** Opening Source records block **
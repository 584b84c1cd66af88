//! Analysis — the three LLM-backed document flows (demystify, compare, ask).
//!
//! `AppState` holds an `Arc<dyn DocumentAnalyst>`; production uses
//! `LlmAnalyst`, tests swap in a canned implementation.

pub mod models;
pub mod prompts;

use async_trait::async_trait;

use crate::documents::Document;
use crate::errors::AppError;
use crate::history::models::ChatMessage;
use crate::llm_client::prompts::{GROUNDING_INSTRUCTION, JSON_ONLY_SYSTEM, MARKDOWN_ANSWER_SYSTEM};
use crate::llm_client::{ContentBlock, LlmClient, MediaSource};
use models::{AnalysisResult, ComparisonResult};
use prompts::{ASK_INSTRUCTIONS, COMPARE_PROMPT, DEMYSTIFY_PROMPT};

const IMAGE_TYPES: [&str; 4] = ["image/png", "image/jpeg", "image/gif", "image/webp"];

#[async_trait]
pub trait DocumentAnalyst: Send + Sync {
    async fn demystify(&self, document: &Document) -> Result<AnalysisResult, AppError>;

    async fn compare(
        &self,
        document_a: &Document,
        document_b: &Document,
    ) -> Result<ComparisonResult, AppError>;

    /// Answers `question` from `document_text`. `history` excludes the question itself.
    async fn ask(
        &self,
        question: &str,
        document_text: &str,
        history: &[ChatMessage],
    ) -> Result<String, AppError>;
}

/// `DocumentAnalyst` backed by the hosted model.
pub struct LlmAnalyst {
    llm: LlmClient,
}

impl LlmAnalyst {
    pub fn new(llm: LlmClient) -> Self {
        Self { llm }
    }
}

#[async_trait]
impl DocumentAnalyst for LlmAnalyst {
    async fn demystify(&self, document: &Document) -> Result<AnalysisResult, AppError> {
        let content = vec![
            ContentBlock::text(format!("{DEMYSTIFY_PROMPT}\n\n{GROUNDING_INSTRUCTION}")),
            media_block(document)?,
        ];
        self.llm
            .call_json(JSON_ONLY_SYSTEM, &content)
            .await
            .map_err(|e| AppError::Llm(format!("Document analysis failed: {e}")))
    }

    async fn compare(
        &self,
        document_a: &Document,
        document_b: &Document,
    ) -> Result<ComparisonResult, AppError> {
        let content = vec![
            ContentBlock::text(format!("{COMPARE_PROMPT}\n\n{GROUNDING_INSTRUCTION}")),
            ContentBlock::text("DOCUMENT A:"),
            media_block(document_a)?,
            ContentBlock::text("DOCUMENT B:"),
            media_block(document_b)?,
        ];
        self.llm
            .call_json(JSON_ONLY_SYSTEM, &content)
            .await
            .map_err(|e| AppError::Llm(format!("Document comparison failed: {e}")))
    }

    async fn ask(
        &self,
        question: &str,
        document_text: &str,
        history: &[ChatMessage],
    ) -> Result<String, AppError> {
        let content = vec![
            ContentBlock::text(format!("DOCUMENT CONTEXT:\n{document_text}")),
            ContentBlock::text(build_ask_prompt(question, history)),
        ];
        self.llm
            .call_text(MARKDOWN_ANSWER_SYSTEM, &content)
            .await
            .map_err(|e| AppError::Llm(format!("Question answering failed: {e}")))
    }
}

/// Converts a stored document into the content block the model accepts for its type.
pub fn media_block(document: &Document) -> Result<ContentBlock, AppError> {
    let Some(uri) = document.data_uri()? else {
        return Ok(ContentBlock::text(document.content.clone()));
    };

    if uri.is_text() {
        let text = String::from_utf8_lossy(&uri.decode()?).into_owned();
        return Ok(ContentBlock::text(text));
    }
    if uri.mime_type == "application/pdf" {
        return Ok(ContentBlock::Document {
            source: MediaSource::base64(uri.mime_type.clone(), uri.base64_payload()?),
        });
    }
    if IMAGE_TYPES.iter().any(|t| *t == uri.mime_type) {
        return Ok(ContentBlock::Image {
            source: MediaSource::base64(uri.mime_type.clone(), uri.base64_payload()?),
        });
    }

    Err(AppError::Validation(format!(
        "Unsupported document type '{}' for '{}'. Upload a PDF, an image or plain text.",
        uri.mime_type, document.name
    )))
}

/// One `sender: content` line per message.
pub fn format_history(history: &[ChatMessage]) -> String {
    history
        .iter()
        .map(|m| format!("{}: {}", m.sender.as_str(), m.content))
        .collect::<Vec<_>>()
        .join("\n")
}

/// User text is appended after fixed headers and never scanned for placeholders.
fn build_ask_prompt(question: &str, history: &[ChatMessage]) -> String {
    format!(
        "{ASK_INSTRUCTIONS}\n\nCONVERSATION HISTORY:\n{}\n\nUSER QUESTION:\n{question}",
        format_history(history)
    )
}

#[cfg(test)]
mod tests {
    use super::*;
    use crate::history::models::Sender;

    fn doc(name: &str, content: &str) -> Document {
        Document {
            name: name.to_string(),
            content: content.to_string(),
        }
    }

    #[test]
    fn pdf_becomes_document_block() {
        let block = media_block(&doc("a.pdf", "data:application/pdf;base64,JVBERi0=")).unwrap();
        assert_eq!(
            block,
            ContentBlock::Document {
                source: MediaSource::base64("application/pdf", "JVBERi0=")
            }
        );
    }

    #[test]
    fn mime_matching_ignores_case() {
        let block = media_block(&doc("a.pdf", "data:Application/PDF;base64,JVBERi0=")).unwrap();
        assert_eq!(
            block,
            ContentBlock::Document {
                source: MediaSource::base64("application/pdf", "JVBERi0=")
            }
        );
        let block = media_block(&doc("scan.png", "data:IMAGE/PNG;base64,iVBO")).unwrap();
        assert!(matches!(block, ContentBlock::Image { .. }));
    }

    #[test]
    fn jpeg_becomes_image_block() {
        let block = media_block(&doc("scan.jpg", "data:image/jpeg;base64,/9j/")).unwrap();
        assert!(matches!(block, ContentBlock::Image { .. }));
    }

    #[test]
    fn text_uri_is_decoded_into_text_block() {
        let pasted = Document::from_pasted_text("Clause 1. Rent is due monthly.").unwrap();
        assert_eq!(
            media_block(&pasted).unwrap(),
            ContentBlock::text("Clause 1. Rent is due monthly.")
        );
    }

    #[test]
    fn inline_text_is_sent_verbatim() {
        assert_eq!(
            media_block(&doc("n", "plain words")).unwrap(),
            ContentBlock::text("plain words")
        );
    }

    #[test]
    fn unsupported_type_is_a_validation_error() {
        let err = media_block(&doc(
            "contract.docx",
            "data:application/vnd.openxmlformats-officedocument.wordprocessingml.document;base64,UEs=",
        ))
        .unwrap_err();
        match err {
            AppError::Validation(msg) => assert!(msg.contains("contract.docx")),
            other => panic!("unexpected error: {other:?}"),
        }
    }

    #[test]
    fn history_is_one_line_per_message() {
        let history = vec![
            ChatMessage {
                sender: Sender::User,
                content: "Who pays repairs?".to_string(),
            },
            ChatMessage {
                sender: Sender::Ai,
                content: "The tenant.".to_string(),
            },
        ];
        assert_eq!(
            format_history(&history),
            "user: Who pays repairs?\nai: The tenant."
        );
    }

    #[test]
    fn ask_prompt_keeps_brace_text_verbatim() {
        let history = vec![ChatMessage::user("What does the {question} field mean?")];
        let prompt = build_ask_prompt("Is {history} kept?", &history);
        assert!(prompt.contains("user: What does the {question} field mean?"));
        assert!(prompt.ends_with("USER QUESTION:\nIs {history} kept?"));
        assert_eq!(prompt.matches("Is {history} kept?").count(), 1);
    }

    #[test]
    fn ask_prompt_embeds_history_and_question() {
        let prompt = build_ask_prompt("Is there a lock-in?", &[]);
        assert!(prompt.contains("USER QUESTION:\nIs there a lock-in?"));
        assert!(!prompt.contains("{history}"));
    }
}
** Closing Source records block **
### [Task goal]
What belongs in the answer is each line of the listing that contains the word "monthly".

### [Result of this exercise]
        let pasted = Document::from_pasted_text("Clause 1. Rent is due monthly.").unwrap();
            ContentBlock::text("Clause 1. Rent is due monthly.")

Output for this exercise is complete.